In data mining classification, class imbalance is characterized that different classes have an obvious difference in the number of samples. Most classifiers typically assume a balanced class distribution or assign equal classification error costs to different classes. Therefore, directly using imbalanced class will worsen the classification performance. The oversampling algorithms can achieve the balance by synthesizing new samples, but the uncontrollable positions of the synthetic samples may aggravate the data overlap and further deteriorate the classification performance. To tackle this challenge, an improved synthetic minority oversampling technique based on kernel density estimation and neighbor density selection (KDENDS_SMOTE) is proposed in this paper. First, each sample is mapped into a high-dimensional space to avoid the choice of the window width and to overcome the nonlinear separable limitation. Kernel density estimation is then used to derive the density ratio, which serves as a measure of the degree of data overlap.

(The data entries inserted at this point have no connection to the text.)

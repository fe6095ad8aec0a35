//! Decomposes an over-budget template into size-bounded, call-linked pieces.
//!
//! The body of a template is chunked into a forest: leaf blocks, and bracketed
//! scopes whose interiors are chunked recursively. Contiguous runs of sibling
//! chunks that fit the budget become extraction candidates; the largest one is
//! cut out into a freshly synthesized hidden function, a call to it takes its
//! place, and any `line`-scope variables referenced on both sides of the cut
//! are threaded through as parameters. This repeats until the remainder fits.
//!
//! The walk order, candidate selection (largest footprint, earliest start on
//! ties), and parameter ordering (sorted names) are all deterministic, so a
//! given template and budget always produce the same decomposition.

use std::collections::BTreeSet;

use thiserror::Error;

use crate::model::{
    footprint_of, scope_ranges, ArgValue, Argument, BlockKind, CodeBlock, ParamType, Parameter,
    Template, TemplateError, VarScope,
};

/// Extra footprint introduced by one extraction: a function-definition header
/// in the extracted piece plus a call block in the remainder.
pub const EXTRACTION_OVERHEAD: u32 = 4;

/// Footprint reserved in every candidate for the call block that replaces it.
const CALL_RESERVE: u32 = 2;

#[derive(Debug, Error)]
pub enum SliceError {
    #[error(transparent)]
    Template(#[from] TemplateError),
    #[error("budget {budget} is too small to extract anything from this template")]
    BudgetTooSmall { budget: u32 },
}

/// One node of the chunk forest: a leaf block, or a bracketed scope together
/// with its (recursively chunked) interior.
#[derive(Debug)]
struct Chunk {
    /// Raw footprint of every block in `start..end`, bracket overhead
    /// included.
    footprint: u32,
    start: usize,
    end: usize,
    body: Vec<Chunk>,
    else_body: Vec<Chunk>,
}

/// A contiguous run of sibling chunks, recorded as an extraction candidate.
/// `footprint` includes the call-site reserve.
#[derive(Debug, Clone, Copy)]
struct Candidate {
    start: usize,
    end: usize,
    footprint: u32,
}

/// Slice `template` into pieces of footprint at most `target_length`.
///
/// Returns the remainder first, then the extracted functions in extraction
/// order. A template already within budget comes back unchanged as the sole
/// element. A single chunk that cannot be split without breaking bracket
/// nesting may exceed the budget in its own slice; that is a documented
/// limitation, not an error.
pub fn slice(template: &Template, target_length: u32) -> Result<Vec<Template>, SliceError> {
    if template.footprint() <= target_length {
        return Ok(vec![template.clone()]);
    }

    let base_name = template.name();
    let mut remainder = template.blocks.clone();
    let mut extracted = Vec::new();

    let mut number = 1;
    while footprint_of(&remainder) > target_length {
        let before = footprint_of(&remainder);
        let name = format!("{base_name}_{number}");
        let piece = extract_one(&mut remainder, target_length, &name)?;
        extracted.push(Template::new(piece)?.with_author(template.author.clone()));
        number += 1;

        if footprint_of(&remainder) >= before {
            // The only extractable runs are single minimum-size blocks; a call
            // site costs just as much, so no budget progress is possible.
            return Err(SliceError::BudgetTooSmall { budget: target_length });
        }
    }

    let mut slices = vec![Template::new(remainder)?.with_author(template.author.clone())];
    slices.extend(extracted);
    Ok(slices)
}

/// Cut the best candidate run out of `blocks`, replacing it with a call to a
/// new function named `name`, and return the extracted piece (function header
/// included).
fn extract_one(
    blocks: &mut Vec<CodeBlock>,
    target_length: u32,
    name: &str,
) -> Result<Vec<CodeBlock>, SliceError> {
    let forest = chunk_range(blocks, 0, blocks.len())?;
    let best = best_candidate(&forest, target_length)
        .ok_or(SliceError::BudgetTooSmall { budget: target_length })?;

    let cut: Vec<CodeBlock> = blocks.drain(best.start..best.end).collect();

    // Line-scope variables visible on both sides of the cut must be threaded
    // through the new call boundary, in a stable order.
    let shared: BTreeSet<String> =
        line_variables(blocks).intersection(&line_variables(&cut)).cloned().collect();
    let params = shared
        .iter()
        .map(|var| Argument::parameter(Parameter::new(var, ParamType::Variable)))
        .collect();
    let call_args = shared.iter().map(|var| Argument::line_variable(var)).collect();

    let header = CodeBlock::function_def(name, params).with_tag("Is Hidden", "True");
    let mut piece = Vec::with_capacity(cut.len() + 1);
    piece.push(header);
    piece.extend(cut);

    blocks.insert(best.start, CodeBlock::call_function(name, call_args));
    Ok(piece)
}

/// Chunk `blocks[start..end]` into a sibling list, descending into scopes.
fn chunk_range(blocks: &[CodeBlock], start: usize, end: usize) -> Result<Vec<Chunk>, SliceError> {
    let mut chunks = Vec::new();
    let mut index = start;

    while index < end {
        let block = &blocks[index];
        if block.kind == BlockKind::Bracket || block.kind.is_starter() {
            index += 1;
            continue;
        }

        if block.kind.is_scope_head() {
            let ranges = scope_ranges(blocks, index)?;
            let chunk_end = ranges.end();
            let body = chunk_range(blocks, ranges.body.start, ranges.body.end)?;
            let else_body = match &ranges.else_body {
                Some(range) => chunk_range(blocks, range.start, range.end)?,
                None => Vec::new(),
            };
            chunks.push(Chunk {
                footprint: footprint_of(&blocks[index..chunk_end]),
                start: index,
                end: chunk_end,
                body,
                else_body,
            });
            index = chunk_end;
        } else {
            chunks.push(Chunk {
                footprint: block.footprint(),
                start: index,
                end: index + 1,
                body: Vec::new(),
                else_body: Vec::new(),
            });
            index += 1;
        }
    }

    Ok(chunks)
}

/// Walk the whole forest and pick the candidate run with the largest
/// footprint, breaking ties toward the earliest start.
fn best_candidate(forest: &[Chunk], target_length: u32) -> Option<Candidate> {
    let mut best: Option<Candidate> = None;
    let mut record = |candidate: Candidate| {
        let better = match best {
            None => true,
            Some(current) => {
                candidate.footprint > current.footprint
                    || (candidate.footprint == current.footprint && candidate.start < current.start)
            }
        };
        if better {
            best = Some(candidate);
        }
    };

    let mut pending: Vec<&[Chunk]> = vec![forest];
    while let Some(siblings) = pending.pop() {
        let mut run: Option<Candidate> = None;

        // Runs accumulate right-to-left so the run's end stays fixed while its
        // start advances toward the front of the sibling list.
        for chunk in siblings.iter().rev() {
            if !chunk.body.is_empty() {
                pending.push(&chunk.body);
            }
            if !chunk.else_body.is_empty() {
                pending.push(&chunk.else_body);
            }

            let current = run.get_or_insert(Candidate {
                start: chunk.start,
                end: chunk.end,
                footprint: CALL_RESERVE,
            });

            // A chunk that cannot fit even alone closes the current run; it is
            // only ever extracted whole, through its own range.
            if chunk.footprint > target_length.saturating_sub(CALL_RESERVE) {
                record(*current);
                run = None;
                continue;
            }

            let grown = current.footprint + chunk.footprint;
            if grown <= target_length {
                current.footprint = grown;
                current.start = chunk.start;
            } else {
                record(*current);
                *current = Candidate {
                    start: chunk.start,
                    end: chunk.end,
                    footprint: chunk.footprint + CALL_RESERVE,
                };
            }
        }

        if let Some(current) = run {
            record(current);
        }
    }

    best
}

/// Names of every `line`-scope variable referenced by argument items in
/// `blocks`.
fn line_variables(blocks: &[CodeBlock]) -> BTreeSet<String> {
    let mut names = BTreeSet::new();
    for block in blocks {
        for arg in &block.args {
            if let ArgValue::Variable { name, scope: VarScope::Line } = &arg.value {
                names.insert(name.clone());
            }
        }
    }
    names
}
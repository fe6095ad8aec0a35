use std::path::Path;

use anyhow::{Context, Result};
use weave_core::codec::Codec;
use weave_core::slicer;

use crate::{load_catalog, read_code_input};

/// Decode a template, slice it to the given footprint budget, and re-encode
/// each resulting piece.
pub fn slice_command(
    code: Option<String>,
    input: Option<String>,
    budget: u32,
    catalog_path: Option<String>,
    json: bool,
) -> Result<()> {
    let code = read_code_input(code, input)?;
    let catalog = load_catalog(catalog_path.as_deref().map(Path::new))?;
    let codec = Codec::new(catalog.as_ref());

    let template = codec.decode(&code).context("Failed to decode template")?;
    let slices = slicer::slice(&template, budget).context("Failed to slice template")?;

    if json {
        let entries = slices
            .iter()
            .map(|t| {
                Ok(serde_json::json!({
                    "name": t.name(),
                    "footprint": t.footprint(),
                    "code": codec.encode(t)?,
                }))
            })
            .collect::<Result<Vec<_>>>()?;
        println!("{}", serde_json::to_string_pretty(&entries)?);
        return Ok(());
    }

    println!("Sliced into {} template(s):", slices.len());
    for template in &slices {
        let piece_code = codec.encode(template).context("Failed to encode slice")?;
        println!();
        println!("  Name: {}", template.name());
        println!("  Footprint: {}", template.footprint());
        println!("  Code: {piece_code}");
    }

    Ok(())
}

Subsequently, the stability degree of the density ratio is calculated using neighbor information, and a scoring mechanism combining the density ratio and its stability degree is proposed to assess the fitness of selected samples. Furthermore, the neighbor density selection based on the above scoring mechanism can guide SMOTE to generate new samples within a safe and stable region, away from areas with data overlap. Finally, compared with six advanced oversampling methods on fifteen real-world datasets, the KDENDS_SMOTE can effectively mitigate the data overlap and improve the classification performance.